Overwhelmed. Swamped by a deluge
of cascading abundance.
Engulfed; swallowed by a huge
and raging expanse
of turmoil. A torrent unleashed.
Swollen by a backwash; pressing
itself into spaces diminished
of capacity. Structures stressing,
crushed beyond identity. Ripped,
flipped – agitated – broken debris.
Strewn remains; a carcass stripped
of shape … and what might be.
. Sodden and soaked – saturated.
. Clogged and choked – inundated.
© Tim Grace, 16 January 2011
To the reader: When enraged, the elements devour what lays before them; fire consumes and water engulfs. Flood victims are utterly inundated. The rising intrusion is unstoppable. The creeping thief, enters without welcome, invades every crevice; leaves behind a crime-scene of muddied mayhem. The forlorn victim, sodden and soaked, has no recompense; can expect no apology; the thief has come and gone… more than escaped, evaporated!

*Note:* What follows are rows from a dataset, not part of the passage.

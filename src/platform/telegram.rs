use std::time::Duration;

use async_trait::async_trait;
use serde::Deserialize;
use tracing::{debug, warn};

use crate::config::TelegramConfig;
use crate::error::{FetchError, ResolveError};
use crate::platform::{FileLocator, MediaKind, MediaRef, RelayMessage, SourceUpdate, UpdateSource};

/// Update kinds the relay asks for; everything else is filtered server-side
const ALLOWED_UPDATES: &str = r#"["message","channel_post"]"#;

/// Headroom on top of the long-poll timeout before the HTTP client gives up
const REQUEST_TIMEOUT_MARGIN: Duration = Duration::from_secs(20);

#[derive(Debug, Deserialize)]
struct ApiResponse<T> {
    #[serde(default)]
    ok: bool,
    result: Option<T>,
    #[serde(default)]
    description: Option<String>,
}

impl<T> ApiResponse<T> {
    fn rejection(&self) -> String {
        self.description
            .clone()
            .unwrap_or_else(|| "ok=false without description".to_string())
    }
}

#[derive(Debug, Deserialize)]
struct RawMessage {
    #[serde(default)]
    chat: Option<RawChat>,
    #[serde(default)]
    text: Option<String>,
    #[serde(default)]
    caption: Option<String>,
    /// Same photo at increasing resolutions
    #[serde(default)]
    photo: Vec<RawFileRef>,
    #[serde(default)]
    video: Option<RawFileRef>,
}

#[derive(Debug, Deserialize)]
struct RawChat {
    id: i64,
}

#[derive(Debug, Deserialize)]
struct RawFileRef {
    file_id: String,
}

#[derive(Debug, Deserialize)]
struct RawFile {
    #[serde(default)]
    file_path: Option<String>,
}

impl RawMessage {
    fn text(&self) -> String {
        self.text
            .as_deref()
            .filter(|t| !t.is_empty())
            .or(self.caption.as_deref())
            .unwrap_or_default()
            .to_string()
    }

    fn media(&self) -> Option<MediaRef> {
        if let Some(largest) = self.photo.last() {
            return Some(MediaRef {
                kind: MediaKind::Photo,
                file_id: largest.file_id.clone(),
            });
        }
        self.video.as_ref().map(|video| MediaRef {
            kind: MediaKind::Video,
            file_id: video.file_id.clone(),
        })
    }

    fn into_relay_message(self) -> (Option<i64>, RelayMessage) {
        let message = RelayMessage {
            text: self.text(),
            media: self.media(),
        };
        (self.chat.map(|c| c.id), message)
    }
}

/// Normalize one raw update. Anything past `update_id` that fails to parse
/// still yields an update so the cursor can move past it.
fn parse_update(value: serde_json::Value) -> Option<SourceUpdate> {
    let update_id = match value.get("update_id").and_then(|v| v.as_i64()) {
        Some(id) => id,
        None => {
            warn!("Skipping update without update_id");
            return None;
        }
    };

    let raw = value.get("message").or_else(|| value.get("channel_post"));
    let (chat_id, message) = match raw {
        Some(raw) => match RawMessage::deserialize(raw) {
            Ok(msg) => {
                let (chat_id, message) = msg.into_relay_message();
                (chat_id, Some(message))
            }
            Err(e) => {
                warn!("Update {} has an unreadable message: {}", update_id, e);
                (None, None)
            }
        },
        None => (None, None),
    };

    Some(SourceUpdate {
        update_id,
        chat_id,
        message,
    })
}

/// Parse a `getUpdates` response body
pub fn parse_updates(body: &str) -> Result<Vec<SourceUpdate>, FetchError> {
    let envelope: ApiResponse<Vec<serde_json::Value>> =
        serde_json::from_str(body).map_err(|e| FetchError::Malformed(e.to_string()))?;

    if !envelope.ok {
        return Err(FetchError::Api(envelope.rejection()));
    }

    let raw = envelope
        .result
        .ok_or_else(|| FetchError::Malformed("response has no result".to_string()))?;

    Ok(raw.into_iter().filter_map(parse_update).collect())
}

/// Parse a `getFile` response body into the relative file path
fn parse_file_path(body: &str) -> Result<String, ResolveError> {
    let envelope: ApiResponse<RawFile> =
        serde_json::from_str(body).map_err(|e| ResolveError::Lookup(e.to_string()))?;

    if !envelope.ok {
        return Err(ResolveError::Lookup(envelope.rejection()));
    }

    envelope
        .result
        .and_then(|f| f.file_path)
        .filter(|p| !p.is_empty())
        .ok_or(ResolveError::MissingPath)
}

/// Telegram Bot API client used as the relay's update source
pub struct TelegramClient {
    client: reqwest::Client,
    api_url: String,
    token: String,
    poll_timeout_secs: u64,
}

impl TelegramClient {
    pub fn new(config: &TelegramConfig) -> Result<Self, reqwest::Error> {
        let client = reqwest::Client::builder()
            .timeout(Duration::from_secs(config.poll_timeout_secs) + REQUEST_TIMEOUT_MARGIN)
            .build()?;
        Ok(Self {
            client,
            api_url: config.api_url.trim_end_matches('/').to_string(),
            token: config.bot_token.clone(),
            poll_timeout_secs: config.poll_timeout_secs,
        })
    }

    fn method_url(&self, method: &str) -> String {
        format!("{}/bot{}/{}", self.api_url, self.token, method)
    }

    fn file_url(&self, file_path: &str) -> String {
        format!("{}/file/bot{}/{}", self.api_url, self.token, file_path)
    }

    /// Drop any webhook so long polling is the only delivery mode.
    /// Best-effort: failures are logged and ignored.
    async fn clear_webhook(&self) {
        let result = self
            .client
            .get(self.method_url("deleteWebhook"))
            .send()
            .await
            .map_err(|e| e.without_url());

        match result {
            Ok(resp) if resp.status().is_success() => {}
            Ok(resp) => debug!("deleteWebhook returned {}", resp.status()),
            Err(e) => warn!("deleteWebhook failed: {}", e),
        }
    }

    async fn get_updates(&self, offset: Option<i64>) -> Result<Vec<SourceUpdate>, FetchError> {
        let mut query = vec![
            ("timeout", self.poll_timeout_secs.to_string()),
            ("allowed_updates", ALLOWED_UPDATES.to_string()),
        ];
        if let Some(offset) = offset {
            query.push(("offset", offset.to_string()));
        }

        // Telegram reports API errors as JSON bodies with ok=false, so the
        // body is parsed whatever the status code.
        let body = self
            .client
            .get(self.method_url("getUpdates"))
            .query(&query)
            .send()
            .await
            .map_err(|e| e.without_url())?
            .text()
            .await
            .map_err(|e| e.without_url())?;

        parse_updates(&body)
    }
}

#[async_trait]
impl UpdateSource for TelegramClient {
    async fn fetch(&self, offset: Option<i64>) -> Result<Vec<SourceUpdate>, FetchError> {
        self.clear_webhook().await;
        let updates = self.get_updates(offset).await?;
        debug!("Fetched {} update(s) at offset {:?}", updates.len(), offset);
        Ok(updates)
    }
}

#[async_trait]
impl FileLocator for TelegramClient {
    async fn download_url(&self, file_id: &str) -> Result<String, ResolveError> {
        let body = self
            .client
            .get(self.method_url("getFile"))
            .query(&[("file_id", file_id)])
            .send()
            .await
            .map_err(|e| ResolveError::Lookup(e.without_url().to_string()))?
            .text()
            .await
            .map_err(|e| ResolveError::Lookup(e.without_url().to_string()))?;

        let path = parse_file_path(&body)?;
        Ok(self.file_url(&path))
    }
}
use std::time::Duration;

use async_trait::async_trait;
use tracing::{debug, warn};

use crate::config::{TranslationConfig, TranslationProvider};
use crate::error::TranslateError;

const GOOGLE_ENDPOINT: &str = "https://translate.googleapis.com/translate_a/single";

/// Longest text the endpoint translates in one request, in characters
const MAX_CHUNK_CHARS: usize = 5000;

const REQUEST_TIMEOUT: Duration = Duration::from_secs(15);

#[async_trait]
pub trait Translate: Send + Sync {
    async fn translate(&self, text: &str) -> Result<String, TranslateError>;
}

/// Translate `text`, falling back to the original on any failure.
/// Empty input never reaches the translator.
pub async fn translate_or_passthrough(translator: &dyn Translate, text: &str) -> String {
    if text.trim().is_empty() {
        return text.to_string();
    }
    match translator.translate(text).await {
        Ok(translated) => translated,
        Err(e) => {
            warn!("Translation failed, relaying original text: {}", e);
            text.to_string()
        }
    }
}

/// Build the translator selected in config
pub fn from_config(config: &TranslationConfig) -> Result<Box<dyn Translate>, reqwest::Error> {
    match config.provider {
        TranslationProvider::Google => Ok(Box::new(GoogleTranslator::new(
            &config.source,
            &config.target,
        )?)),
        TranslationProvider::None => Ok(Box::new(Passthrough)),
    }
}

/// Leaves text untouched
pub struct Passthrough;

#[async_trait]
impl Translate for Passthrough {
    async fn translate(&self, text: &str) -> Result<String, TranslateError> {
        Ok(text.to_string())
    }
}

/// Google Translate's public web endpoint
pub struct GoogleTranslator {
    client: reqwest::Client,
    source: String,
    target: String,
}

impl GoogleTranslator {
    pub fn new(source: &str, target: &str) -> Result<Self, reqwest::Error> {
        let client = reqwest::Client::builder().timeout(REQUEST_TIMEOUT).build()?;
        Ok(Self {
            client,
            source: source.to_string(),
            target: target.to_string(),
        })
    }

    async fn translate_chunk(&self, chunk: &str) -> Result<String, TranslateError> {
        let response = self
            .client
            .get(GOOGLE_ENDPOINT)
            .query(&[
                ("client", "gtx"),
                ("sl", self.source.as_str()),
                ("tl", self.target.as_str()),
                ("dt", "t"),
                ("q", chunk),
            ])
            .send()
            .await?;

        let status = response.status();
        if !status.is_success() {
            return Err(TranslateError::Status(status));
        }

        let body = response.text().await?;
        parse_google_response(&body)
    }
}

#[async_trait]
impl Translate for GoogleTranslator {
    async fn translate(&self, text: &str) -> Result<String, TranslateError> {
        let chunks = split_text(text, MAX_CHUNK_CHARS);
        debug!(
            "Translating {} chars in {} chunk(s) to '{}'",
            text.chars().count(),
            chunks.len(),
            self.target
        );

        let mut translated = String::with_capacity(text.len());
        for chunk in &chunks {
            translated.push_str(&self.translate_chunk(chunk).await?);
        }
        Ok(translated)
    }
}

/// The response is `[[["translated", "original", ...], ...], ...]`
fn parse_google_response(body: &str) -> Result<String, TranslateError> {
    let value: serde_json::Value =
        serde_json::from_str(body).map_err(|e| TranslateError::Malformed(e.to_string()))?;

    let segments = value
        .get(0)
        .and_then(|v| v.as_array())
        .ok_or_else(|| TranslateError::Malformed("missing segment list".to_string()))?;

    let translated: String = segments
        .iter()
        .filter_map(|segment| segment.get(0).and_then(|s| s.as_str()))
        .collect();

    if translated.is_empty() {
        return Err(TranslateError::Malformed("no translated segments".to_string()));
    }
    Ok(translated)
}

/// Break `text` into pieces of at most `max_chars` characters, cutting
/// after the last newline (else space) in each window.
fn split_text(text: &str, max_chars: usize) -> Vec<&str> {
    let mut pieces = Vec::new();
    let mut rest = text;

    while let Some((window_end, _)) = rest.char_indices().nth(max_chars) {
        let window = &rest[..window_end];
        let cut = window
            .rfind('\n')
            .or_else(|| window.rfind(' '))
            .map(|pos| pos + 1)
            .unwrap_or(window_end);
        let (piece, tail) = rest.split_at(cut);
        pieces.push(piece);
        rest = tail;
    }

    pieces.push(rest);
    pieces
}

#[cfg(test)]
mod tests {
    use super::*;
    use std::sync::atomic::{AtomicUsize, Ordering};

    struct AlwaysFails;

    #[async_trait]
    impl Translate for AlwaysFails {
        async fn translate(&self, _text: &str) -> Result<String, TranslateError> {
            Err(TranslateError::Malformed("boom".to_string()))
        }
    }

    #[derive(Default)]
    struct Counting {
        calls: AtomicUsize,
    }

    #[async_trait]
    impl Translate for Counting {
        async fn translate(&self, text: &str) -> Result<String, TranslateError> {
            self.calls.fetch_add(1, Ordering::SeqCst);
            Ok(format!("[es] {}", text))
        }
    }

    #[tokio::test]
    async fn test_failure_passes_text_through() {
        for text in ["Gol!", "Goal in the 90th minute", "¿Qué?", "  padded  "] {
            assert_eq!(translate_or_passthrough(&AlwaysFails, text).await, text);
        }
    }

    #[tokio::test]
    async fn test_empty_text_skips_translator() {
        let translator = Counting::default();
        assert_eq!(translate_or_passthrough(&translator, "").await, "");
        assert_eq!(translate_or_passthrough(&translator, "   ").await, "   ");
        assert_eq!(translator.calls.load(Ordering::SeqCst), 0);

        assert_eq!(translate_or_passthrough(&translator, "Gol!").await, "[es] Gol!");
        assert_eq!(translator.calls.load(Ordering::SeqCst), 1);
    }

    #[tokio::test]
    async fn test_passthrough_provider() {
        let config = TranslationConfig {
            provider: TranslationProvider::None,
            source: "auto".to_string(),
            target: "es".to_string(),
        };
        let translator = from_config(&config).unwrap();
        assert_eq!(translator.translate("Goal!").await.unwrap(), "Goal!");
    }

    #[test]
    fn test_parse_google_response() {
        let body = r#"[[["¡Gol! ","Goal! ",null,null,10],["Qué partido.","What a match.",null,null,10]],null,"en"]"#;
        assert_eq!(parse_google_response(body).unwrap(), "¡Gol! Qué partido.");
    }

    #[test]
    fn test_parse_google_response_malformed() {
        assert!(parse_google_response("<html></html>").is_err());
        assert!(parse_google_response("[null,null,\"en\"]").is_err());
        assert!(parse_google_response("[[],null,\"en\"]").is_err());
    }

    #[test]
    fn test_split_short_text() {
        assert_eq!(split_text("hola", 10), vec!["hola"]);
        assert_eq!(split_text("hola", 4), vec!["hola"]);
    }

    #[test]
    fn test_split_prefers_newlines_and_roundtrips() {
        let text = "primera linea\nsegunda linea\ntercera";
        let chunks = split_text(text, 20);
        assert_eq!(chunks[0], "primera linea\n");
        assert!(chunks.iter().all(|c| c.chars().count() <= 20));
        assert_eq!(chunks.concat(), text);
    }

    #[test]
    fn test_split_counts_characters_not_bytes() {
        let text = "ñ".repeat(30);
        let chunks = split_text(&text, 7);
        assert_eq!(chunks.len(), 5);
        assert!(chunks.iter().all(|c| c.chars().count() <= 7));
        assert_eq!(chunks.concat(), text);

        let long = "ñ".repeat(MAX_CHUNK_CHARS);
        assert_eq!(split_text(&long, MAX_CHUNK_CHARS).len(), 1);
        let longer = "ñ".repeat(MAX_CHUNK_CHARS + 1);
        assert_eq!(split_text(&longer, MAX_CHUNK_CHARS).len(), 2);
    }
}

To the poet: In this sonnet it was pleasing to arrive at a wash of words that flowed with singular effect. The flood of words were delivered through the media, describing the devastation of a summer flood in Queensland, Australia. Capturing the graphic vocabulary of an event is important in constructing a descriptive poem. Words, with particular nuances, speak through a sonnet. Words locate a poem as real. Words give the poet a licence to authentically narrate the scene; albeit from a distance.